Wenige Wochen zuvor bot sich den Zuschauern der ProSieben-Show ‘Circus HalliGalli’ ein ähnliches Bild: Dem Schrank entsprangen an diesem Abend Die Apokalyptischen Reiter mit ihrem auf Stelzen laufenden Sänger Fuchs und Lack-und-Leder-Folterknecht Dr. Pest. Intoniert wurde, playback natürlich, das Stück ‘Es wird schlimmer’.

Und das, liebe Metaller, wird es tatsächlich: Unsere Bands haben es nicht nur in die Charts, sondern auch ins Fernsehen geschafft; wir feiern das Jahr des Schrank-Metal. Ob das wirklich ein Grund zur Freude ist, liegt beim Betrachter: Während Puristen den Untergang des Abendlands heraufziehen sehen, bejubeln tolerantere Zeitgenossen, dass Metal endlich als kulturelle Strömung ernst genommen wird.

Doch werden die Schrank-Bands das wirklich? Gag und Überraschung stehen klar vor der künstlerischen Darbietung, und eigentlich geht es nur darum, die eigene Bekanntheit durch sekundenlange, rasende Präsenz zu steigern.
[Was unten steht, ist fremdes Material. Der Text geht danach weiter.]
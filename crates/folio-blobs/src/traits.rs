use async_trait::async_trait;

use folio_types::{MediaBlob, ProjectId};

use crate::error::BlobResult;
use crate::manifest::BlobManifest;

/// Key→binary-object store for project media.
///
/// All implementations must satisfy these invariants:
/// - A blob is keyed by the owning project's id; `put` under an existing id
///   replaces it.
/// - `get`/`manifest` of a missing id return `Ok(None)`. Absence is a valid
///   state ("no media attached" or "media lost").
/// - A payload that fails verification is reported as an error, never
///   returned as if it were intact.
/// - Backends must accept payloads of tens of megabytes.
#[async_trait]
pub trait BlobStore: Send + Sync {
    /// Store `blob` under `id`, replacing any previous blob.
    async fn put(&self, id: &ProjectId, blob: &MediaBlob) -> BlobResult<()>;

    /// Fetch the blob stored under `id`.
    async fn get(&self, id: &ProjectId) -> BlobResult<Option<MediaBlob>>;

    /// Fetch only the descriptor of the blob stored under `id`.
    async fn manifest(&self, id: &ProjectId) -> BlobResult<Option<BlobManifest>>;

    /// Delete the blob under `id`. Returns `true` if it existed.
    async fn delete(&self, id: &ProjectId) -> BlobResult<bool>;

    /// Check whether a blob is stored under `id`.
    async fn exists(&self, id: &ProjectId) -> BlobResult<bool> {
        Ok(self.manifest(id).await?.is_some())
    }
}
use serde::{Deserialize, Serialize};

use folio_types::{MediaBlob, ProjectId, Timestamp};

/// Descriptor stored next to every blob payload.
#[derive(Clone, Debug, PartialEq, Eq, Serialize, Deserialize)]
pub struct BlobManifest {
    pub id: ProjectId,
    pub media_type: String,
    pub stored_at: Timestamp,
    pub size: u64,
    /// Hex-encoded BLAKE3 digest of the payload.
    pub digest: String,
}

impl BlobManifest {
    /// Describe `blob` as stored under `id` now.
    pub fn describe(id: &ProjectId, blob: &MediaBlob) -> Self {
        Self {
            id: id.clone(),
            media_type: blob.media_type.clone(),
            stored_at: Timestamp::now(),
            size: blob.len(),
            digest: digest_hex(&blob.data),
        }
    }

    /// Check a payload against this manifest, returning the mismatch reason.
    pub fn verify(&self, data: &[u8]) -> Result<(), String> {
        if data.len() as u64 != self.size {
            return Err(format!(
                "size mismatch: manifest says {}, payload has {}",
                self.size,
                data.len()
            ));
        }
        let computed = digest_hex(data);
        if computed != self.digest {
            return Err(format!(
                "digest mismatch: expected {}, computed {}",
                self.digest, computed
            ));
        }
        Ok(())
    }
}

fn digest_hex(data: &[u8]) -> String {
    hex::encode(blake3::hash(data).as_bytes())
}
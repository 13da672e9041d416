use std::fmt;

use folio_types::{sort_newest_first, Namespace, ProjectId, ProjectRecord};

/// Load state of the working set.
#[derive(Clone, Copy, Debug, PartialEq, Eq)]
pub enum LoadState {
    /// Nothing loaded yet, or the session changed since the last load.
    Empty,
    Loading,
    Loaded,
    LoadFailed,
}

impl fmt::Display for LoadState {
    fn fmt(&self, f: &mut fmt::Formatter<'_>) -> fmt::Result {
        let s = match self {
            Self::Empty => "empty",
            Self::Loading => "loading",
            Self::Loaded => "loaded",
            Self::LoadFailed => "load-failed",
        };
        f.write_str(s)
    }
}

/// The in-memory projection of one namespace's metadata collection.
///
/// Records are kept newest first. The set remembers which namespace it was
/// loaded for so a stale projection is never served after a session change.
#[derive(Debug)]
pub(crate) struct WorkingSet {
    state: LoadState,
    namespace: Option<Namespace>,
    records: Vec<ProjectRecord>,
}

impl WorkingSet {
    pub(crate) fn new() -> Self {
        Self {
            state: LoadState::Empty,
            namespace: None,
            records: Vec::new(),
        }
    }

    pub(crate) fn state(&self) -> LoadState {
        self.state
    }

    pub(crate) fn reset(&mut self) {
        self.state = LoadState::Empty;
        self.namespace = None;
        self.records.clear();
    }

    pub(crate) fn begin_load(&mut self, namespace: Namespace) {
        self.state = LoadState::Loading;
        self.namespace = Some(namespace);
        self.records.clear();
    }

    pub(crate) fn finish_load(&mut self, mut records: Vec<ProjectRecord>) {
        sort_newest_first(&mut records);
        self.records = records;
        self.state = LoadState::Loaded;
    }

    pub(crate) fn fail_load(&mut self) {
        self.records.clear();
        self.state = LoadState::LoadFailed;
    }

    pub(crate) fn is_loaded_for(&self, namespace: &Namespace) -> bool {
        self.state == LoadState::Loaded && self.namespace.as_ref() == Some(namespace)
    }

    /// Records, if the set is loaded for `namespace`.
    pub(crate) fn records_for(&self, namespace: &Namespace) -> Option<&[ProjectRecord]> {
        self.is_loaded_for(namespace).then_some(self.records.as_slice())
    }

    pub(crate) fn contains(&self, id: &ProjectId) -> bool {
        self.records.iter().any(|r| &r.id == id)
    }

    /// The collection that would result from adding `record`.
    pub(crate) fn with_record(&self, record: ProjectRecord) -> Vec<ProjectRecord> {
        let mut next = self.records.clone();
        next.push(record);
        sort_newest_first(&mut next);
        next
    }

    /// The collection that would result from removing `id`, or `None` if no
    /// record has that id.
    pub(crate) fn without(&self, id: &ProjectId) -> Option<Vec<ProjectRecord>> {
        if !self.contains(id) {
            return None;
        }
        Some(self.records.iter().filter(|r| &r.id != id).cloned().collect())
    }

    /// Replace the records with a collection that was just persisted for
    /// `namespace`. Returns `false` and changes nothing if the set has since
    /// moved to another namespace.
    pub(crate) fn commit(&mut self, namespace: &Namespace, records: Vec<ProjectRecord>) -> bool {
        if !self.is_loaded_for(namespace) {
            return false;
        }
        self.records = records;
        true
    }
}

#[cfg(test)]
mod tests {
    use super::*;
    use folio_types::{Timestamp, NO_MEDIA};

    fn record(id: &str, ts: u64) -> ProjectRecord {
        ProjectRecord {
            id: ProjectId::new(id).unwrap(),
            title: id.to_uppercase(),
            description: String::new(),
            media_type: NO_MEDIA.into(),
            created_at: Timestamp::from_millis(ts),
        }
    }

    fn loaded(records: Vec<ProjectRecord>) -> WorkingSet {
        let mut ws = WorkingSet::new();
        ws.begin_load(Namespace::Guest);
        ws.finish_load(records);
        ws
    }

    #[test]
    fn load_sorts_newest_first() {
        let ws = loaded(vec![record("a", 1), record("c", 3), record("b", 2)]);
        let ids: Vec<_> = ws.records.iter().map(|r| r.id.as_str()).collect();
        assert_eq!(ids, ["c", "b", "a"]);
        assert_eq!(ws.state(), LoadState::Loaded);
    }

    #[test]
    fn records_only_served_for_loaded_namespace() {
        let ws = loaded(vec![record("a", 1)]);
        assert_eq!(ws.records_for(&Namespace::Guest).map(<[_]>::len), Some(1));
        let other = Namespace::User(folio_types::UserId::new("u1").unwrap());
        assert!(ws.records_for(&other).is_none());
    }

    #[test]
    fn with_record_keeps_order() {
        let ws = loaded(vec![record("a", 1), record("b", 2)]);
        let next = ws.with_record(record("c", 3));
        assert_eq!(next[0].id.as_str(), "c");
        assert_eq!(next.len(), 3);
        // The set itself is untouched until commit.
        assert_eq!(ws.records.len(), 2);
    }

    #[test]
    fn without_absent_id_is_none() {
        let ws = loaded(vec![record("a", 1)]);
        assert!(ws.without(&ProjectId::new("zzz").unwrap()).is_none());
        assert_eq!(ws.without(&ProjectId::new("a").unwrap()), Some(vec![]));
    }

    #[test]
    fn commit_refused_after_reset() {
        let mut ws = loaded(vec![record("a", 1)]);
        let next = ws.with_record(record("b", 2));
        ws.reset();
        assert!(!ws.commit(&Namespace::Guest, next));
        assert_eq!(ws.state(), LoadState::Empty);
        assert!(ws.records.is_empty());
    }

    #[test]
    fn failed_load_is_empty() {
        let mut ws = WorkingSet::new();
        ws.begin_load(Namespace::Guest);
        ws.fail_load();
        assert_eq!(ws.state(), LoadState::LoadFailed);
        assert!(ws.records_for(&Namespace::Guest).is_none());
    }
}
//! In-memory metadata store for testing and ephemeral use.
//!
//! [`InMemoryMetadataStore`] keeps each namespace's collection as its encoded
//! JSON text in a `HashMap` behind a `RwLock`, so capacity accounting and
//! decode failures behave like a persisted text store.

use std::collections::HashMap;
use std::sync::{PoisonError, RwLock};

use async_trait::async_trait;
use tracing::debug;

use folio_types::{Namespace, ProjectRecord};

use crate::codec::{decode_collection, encode_collection};
use crate::error::{MetaError, MetaResult};
use crate::names::validate_storage_key;
use crate::traits::MetadataStore;

/// An in-memory implementation of [`MetadataStore`].
///
/// The optional quota caps the summed size of all namespace documents.
/// Data is lost when the store is dropped.
#[derive(Debug, Default)]
pub struct InMemoryMetadataStore {
    documents: RwLock<HashMap<String, String>>,
    quota_bytes: Option<u64>,
}

impl InMemoryMetadataStore {
    /// Create a new empty store with no quota.
    pub fn new() -> Self {
        Self::default()
    }

    /// Create a new empty store whose documents may total at most `bytes`.
    pub fn with_quota(bytes: u64) -> Self {
        Self {
            documents: RwLock::new(HashMap::new()),
            quota_bytes: Some(bytes),
        }
    }

    /// Store raw document text for `namespace`, bypassing encoding.
    pub fn insert_raw(&self, namespace: &Namespace, text: impl Into<String>) {
        self.documents
            .write()
            .unwrap_or_else(PoisonError::into_inner)
            .insert(namespace.storage_key(), text.into());
    }

    /// Raw document text for `namespace`, if any.
    pub fn raw(&self, namespace: &Namespace) -> Option<String> {
        self.documents
            .read()
            .unwrap_or_else(PoisonError::into_inner)
            .get(&namespace.storage_key())
            .cloned()
    }

    /// Summed size of all documents in bytes.
    pub fn used_bytes(&self) -> u64 {
        self.documents
            .read()
            .unwrap_or_else(PoisonError::into_inner)
            .values()
            .map(|d| d.len() as u64)
            .sum()
    }
}

fn poisoned<T>(e: PoisonError<T>) -> MetaError {
    MetaError::Unavailable(format!("lock poisoned: {e}"))
}

#[async_trait]
impl MetadataStore for InMemoryMetadataStore {
    async fn load(&self, namespace: &Namespace) -> MetaResult<Vec<ProjectRecord>> {
        let key = namespace.storage_key();
        validate_storage_key(&key)?;

        let documents = self.documents.read().map_err(poisoned)?;
        match documents.get(&key) {
            Some(text) => decode_collection(&key, text),
            None => Ok(Vec::new()),
        }
    }

    async fn save(&self, namespace: &Namespace, records: &[ProjectRecord]) -> MetaResult<()> {
        let key = namespace.storage_key();
        validate_storage_key(&key)?;
        let text = encode_collection(&key, records)?;

        let mut documents = self.documents.write().map_err(poisoned)?;
        if let Some(quota) = self.quota_bytes {
            let others: u64 = documents
                .iter()
                .filter(|(k, _)| **k != key)
                .map(|(_, d)| d.len() as u64)
                .sum();
            let available = quota.saturating_sub(others);
            if text.len() as u64 > available {
                return Err(MetaError::QuotaExceeded {
                    key,
                    needed: text.len() as u64,
                    available,
                });
            }
        }
        debug!(key = %key, records = records.len(), bytes = text.len(), "metadata saved");
        documents.insert(key, text);
        Ok(())
    }
}

#[cfg(test)]
mod tests {
    use super::*;
    use folio_types::{ProjectId, Timestamp, UserId, NO_MEDIA};

    fn record(id: &str, ts: u64) -> ProjectRecord {
        ProjectRecord {
            id: ProjectId::new(id).unwrap(),
            title: format!("project {id}"),
            description: String::new(),
            media_type: NO_MEDIA.into(),
            created_at: Timestamp::from_millis(ts),
        }
    }

    fn user(id: &str) -> Namespace {
        Namespace::User(UserId::new(id).unwrap())
    }

    #[tokio::test]
    async fn load_unknown_namespace_is_empty() {
        let store = InMemoryMetadataStore::new();
        assert!(store.load(&Namespace::Guest).await.unwrap().is_empty());
    }

    #[tokio::test]
    async fn save_then_load() {
        let store = InMemoryMetadataStore::new();
        let records = vec![record("1", 1), record("2", 2)];
        store.save(&Namespace::Guest, &records).await.unwrap();
        assert_eq!(store.load(&Namespace::Guest).await.unwrap(), records);
    }

    #[tokio::test]
    async fn save_is_full_replace() {
        let store = InMemoryMetadataStore::new();
        store
            .save(&Namespace::Guest, &[record("1", 1), record("2", 2)])
            .await
            .unwrap();
        store.save(&Namespace::Guest, &[record("3", 3)]).await.unwrap();

        let loaded = store.load(&Namespace::Guest).await.unwrap();
        assert_eq!(loaded, vec![record("3", 3)]);
    }

    #[tokio::test]
    async fn namespaces_are_isolated() {
        let store = InMemoryMetadataStore::new();
        store.save(&user("alice"), &[record("1", 1)]).await.unwrap();
        store.save(&Namespace::Guest, &[record("2", 2)]).await.unwrap();

        assert_eq!(store.load(&user("alice")).await.unwrap(), vec![record("1", 1)]);
        assert_eq!(store.load(&Namespace::Guest).await.unwrap(), vec![record("2", 2)]);
        assert!(store.load(&user("bob")).await.unwrap().is_empty());
    }

    #[tokio::test]
    async fn corrupt_document_fails_load() {
        let store = InMemoryMetadataStore::new();
        store.insert_raw(&Namespace::Guest, "[{broken");
        let err = store.load(&Namespace::Guest).await.unwrap_err();
        assert!(matches!(err, MetaError::Corrupt { .. }));
    }

    #[tokio::test]
    async fn quota_exceeded_leaves_previous_document() {
        let store = InMemoryMetadataStore::with_quota(120);
        store.save(&Namespace::Guest, &[record("1", 1)]).await.unwrap();
        let before = store.raw(&Namespace::Guest).unwrap();

        let many: Vec<ProjectRecord> = (0..10).map(|i| record(&i.to_string(), i)).collect();
        let err = store.save(&Namespace::Guest, &many).await.unwrap_err();
        assert!(err.is_quota_exceeded());
        assert_eq!(store.raw(&Namespace::Guest).unwrap(), before);
    }

    #[tokio::test]
    async fn quota_counts_other_namespaces() {
        let store = InMemoryMetadataStore::with_quota(150);
        store.save(&user("a"), &[record("1", 1)]).await.unwrap();
        let used = store.used_bytes();
        assert!(used > 0);

        let err = store
            .save(&Namespace::Guest, &[record("2", 2), record("3", 3)])
            .await
            .unwrap_err();
        assert!(matches!(
            err,
            MetaError::QuotaExceeded { available, .. } if available == 150 - used
        ));
    }

    #[tokio::test]
    async fn duplicate_ids_rejected_on_save() {
        let store = InMemoryMetadataStore::new();
        let err = store
            .save(&Namespace::Guest, &[record("1", 1), record("1", 2)])
            .await
            .unwrap_err();
        assert!(matches!(err, MetaError::DuplicateId { .. }));
        assert!(store.raw(&Namespace::Guest).is_none());
    }

    #[tokio::test]
    async fn invalid_user_key_rejected() {
        let store = InMemoryMetadataStore::new();
        let err = store.load(&user("../../etc")).await.unwrap_err();
        assert!(matches!(err, MetaError::InvalidKey { .. }));
    }
}
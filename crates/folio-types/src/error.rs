use thiserror::Error;

/// Errors produced by type operations.
#[derive(Debug, Error, PartialEq, Eq)]
pub enum TypeError {
    #[error("project id must not be empty")]
    EmptyProjectId,

    #[error("user id must not be empty")]
    EmptyUserId,
}
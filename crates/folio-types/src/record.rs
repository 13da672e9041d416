use std::fmt;
use std::str::FromStr;

use serde::{Deserialize, Serialize};

use crate::error::TypeError;
use crate::media::{MediaKind, NO_MEDIA};
use crate::temporal::Timestamp;

/// Opaque project identifier.
///
/// Assigned once at creation from a [`MonotonicClock`](crate::MonotonicClock)
/// reading, so ids issued by one clock are unique and increasing. The same id
/// keys the project's media blob.
#[derive(Clone, PartialEq, Eq, Hash, PartialOrd, Ord, Serialize, Deserialize)]
#[serde(transparent)]
pub struct ProjectId(String);

impl ProjectId {
    /// Wrap an existing id. Rejects the empty string.
    pub fn new(id: impl Into<String>) -> Result<Self, TypeError> {
        let id = id.into();
        if id.is_empty() {
            return Err(TypeError::EmptyProjectId);
        }
        Ok(Self(id))
    }

    /// Derive an id from a clock reading.
    pub fn from_timestamp(ts: Timestamp) -> Self {
        Self(ts.as_millis().to_string())
    }

    pub fn as_str(&self) -> &str {
        &self.0
    }
}

impl fmt::Debug for ProjectId {
    fn fmt(&self, f: &mut fmt::Formatter<'_>) -> fmt::Result {
        write!(f, "ProjectId({})", self.0)
    }
}

impl fmt::Display for ProjectId {
    fn fmt(&self, f: &mut fmt::Formatter<'_>) -> fmt::Result {
        f.write_str(&self.0)
    }
}

impl FromStr for ProjectId {
    type Err = TypeError;

    fn from_str(s: &str) -> Result<Self, Self::Err> {
        Self::new(s)
    }
}

/// Metadata for one project.
///
/// Serialized with the persisted field names
/// `{id, title, desc, type, timestamp}`. Records are never edited in place;
/// they are created once and later removed.
#[derive(Clone, Debug, PartialEq, Eq, Serialize, Deserialize)]
pub struct ProjectRecord {
    pub id: ProjectId,
    pub title: String,
    #[serde(rename = "desc", default)]
    pub description: String,
    /// Declared media type of the attachment, or [`NO_MEDIA`].
    #[serde(rename = "type", default = "no_media")]
    pub media_type: String,
    #[serde(rename = "timestamp", default)]
    pub created_at: Timestamp,
}

impl ProjectRecord {
    /// Kind of attached media, derived from the declared type.
    pub fn media_kind(&self) -> MediaKind {
        MediaKind::from_media_type(&self.media_type)
    }

    pub fn has_media(&self) -> bool {
        !self.media_kind().is_none()
    }
}

fn no_media() -> String {
    NO_MEDIA.to_string()
}

/// Sort records newest first by `created_at`.
///
/// The sort is stable: records with equal timestamps keep their existing
/// relative order.
pub fn sort_newest_first(records: &mut [ProjectRecord]) {
    records.sort_by(|a, b| b.created_at.cmp(&a.created_at));
}

#[cfg(test)]
mod tests {
    use super::*;
    use proptest::prelude::*;

    fn record(id: &str, ts: u64) -> ProjectRecord {
        ProjectRecord {
            id: ProjectId::new(id).unwrap(),
            title: format!("title {id}"),
            description: String::new(),
            media_type: NO_MEDIA.into(),
            created_at: Timestamp::from_millis(ts),
        }
    }

    #[test]
    fn empty_id_rejected() {
        assert_eq!(ProjectId::new(""), Err(TypeError::EmptyProjectId));
        assert!("".parse::<ProjectId>().is_err());
    }

    #[test]
    fn id_from_timestamp_is_decimal_millis() {
        let id = ProjectId::from_timestamp(Timestamp::from_millis(1_700_000_000_123));
        assert_eq!(id.as_str(), "1700000000123");
    }

    #[test]
    fn persisted_layout_field_names() {
        let rec = ProjectRecord {
            media_type: "image/png".into(),
            description: "d".into(),
            ..record("42", 100)
        };
        let value = serde_json::to_value(&rec).unwrap();
        assert_eq!(value["id"], "42");
        assert_eq!(value["title"], "title 42");
        assert_eq!(value["desc"], "d");
        assert_eq!(value["type"], "image/png");
        assert_eq!(value["timestamp"], 100);
    }

    #[test]
    fn legacy_record_without_optional_fields() {
        let rec: ProjectRecord = serde_json::from_str(r#"{"id":"7","title":"old"}"#).unwrap();
        assert_eq!(rec.description, "");
        assert_eq!(rec.media_type, NO_MEDIA);
        assert_eq!(rec.created_at, Timestamp::default());
        assert_eq!(rec.media_kind(), MediaKind::None);
        assert!(!rec.has_media());
    }

    #[test]
    fn sorts_descending_by_timestamp() {
        let mut records = vec![record("a", 100), record("b", 300), record("c", 200)];
        sort_newest_first(&mut records);
        let order: Vec<u64> = records.iter().map(|r| r.created_at.as_millis()).collect();
        assert_eq!(order, vec![300, 200, 100]);
    }

    #[test]
    fn equal_timestamps_keep_insertion_order() {
        let mut records = vec![record("first", 5), record("newer", 9), record("second", 5)];
        sort_newest_first(&mut records);
        let ids: Vec<&str> = records.iter().map(|r| r.id.as_str()).collect();
        assert_eq!(ids, vec!["newer", "first", "second"]);
    }

    proptest! {
        #[test]
        fn sorted_output_is_non_increasing(
            stamps in proptest::collection::vec(0u64..1_000, 0..64)
        ) {
            let mut records: Vec<ProjectRecord> = stamps
                .iter()
                .enumerate()
                .map(|(i, ts)| record(&i.to_string(), *ts))
                .collect();
            sort_newest_first(&mut records);
            for pair in records.windows(2) {
                prop_assert!(pair[0].created_at >= pair[1].created_at);
                if pair[0].created_at == pair[1].created_at {
                    let a: usize = pair[0].id.as_str().parse().unwrap();
                    let b: usize = pair[1].id.as_str().parse().unwrap();
                    prop_assert!(a < b);
                }
            }
        }
    }
}
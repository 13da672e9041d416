//! Content coordination for Folio.
//!
//! The [`Coordinator`] keeps project metadata (small, ordered, per namespace)
//! and media blobs (large, keyed by project id) consistent across two stores
//! that fail independently and share no transaction:
//!
//! - **create** writes the blob first, then saves the full metadata
//!   collection. A failed blob write aborts before any record exists; a failed
//!   metadata save leaves the blob behind as an orphan.
//! - **delete** saves the reduced metadata collection first, then deletes the
//!   blob best-effort. The metadata outcome alone decides success.
//!
//! [`Folio`] is the application context: it wires a
//! [`SessionManager`](folio_session::SessionManager) to a coordinator and
//! reloads the working set on every session transition.

pub mod app;
pub mod config;
pub mod coordinator;
pub mod error;
pub mod working_set;

pub use app::{Folio, SessionChange};
pub use config::{CoordinatorConfig, FolioConfig, IdentityConfig};
pub use coordinator::Coordinator;
pub use error::{CoreError, CoreResult};
pub use working_set::LoadState;

// Re-export key types
pub use folio_session::SessionSubscription;
pub use folio_types::{
    MediaBlob, MediaKind, Namespace, ProjectId, ProjectRecord, Session, Timestamp, UserProfile,
};
use folio_types::ProjectId;

/// Errors from blob store operations.
#[derive(Debug, thiserror::Error)]
pub enum BlobError {
    /// The backend ran out of space for the payload.
    #[error("blob store quota exceeded: {0}")]
    QuotaExceeded(String),

    /// The backend cannot be opened or is not supported.
    #[error("blob store unavailable: {0}")]
    Unavailable(String),

    /// The stored payload does not match its manifest.
    #[error("corrupt blob {id}: {reason}")]
    Corrupt { id: ProjectId, reason: String },

    /// The id cannot be used as a storage key.
    #[error("invalid blob key {key:?}: {reason}")]
    InvalidKey { key: String, reason: String },

    /// Manifest serialization or deserialization failure.
    #[error("serialization error: {0}")]
    Serialization(String),

    /// I/O error from the underlying storage backend.
    #[error("I/O error: {0}")]
    Io(#[from] std::io::Error),
}

impl BlobError {
    /// Returns `true` if this is a capacity failure.
    pub fn is_quota_exceeded(&self) -> bool {
        matches!(self, Self::QuotaExceeded(_))
    }
}

/// Result alias for blob store operations.
pub type BlobResult<T> = Result<T, BlobError>;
Doch was ist ein solcher Auftritt für Metal-Bands wert? Eigenwerbung gelingt nur mit einem prägnanten Song, doch die Zeit ist zu kurz, um überhaupt auf die Musik zu achten; der gemeine Zuschauer wird trotz HalliGalli-Vorliebe von Gebrüll, Pogo und Headbangen eher abgeschreckt, als virtuose Gitarrenläufe und künstlerische Konzepte erkennen zu können.

Demnach ist die Gefahr groß, treue Anhänger zu vergraulen, als Klamaukgruppe dazustehen und das Genre ins Lächerliche zu ziehen. Nach dem Reiter-Auftritt schrieben die Fans entrüstet Sätze wie „Dass die so etwas nötig haben“ und „Für mich sind sie gestorben“ ins Netz. Es entsteht dasselbe Problem wie beim Phänomen Chart-Metal: Wir wollen uns den Erstzugriff auf unsere Lieblinge nicht nehmen lassen, unseren exklusiven Geschmack gewahrt wissen und der Allgemeinheit von unseren metallischen Leckerbissen nichts abgeben.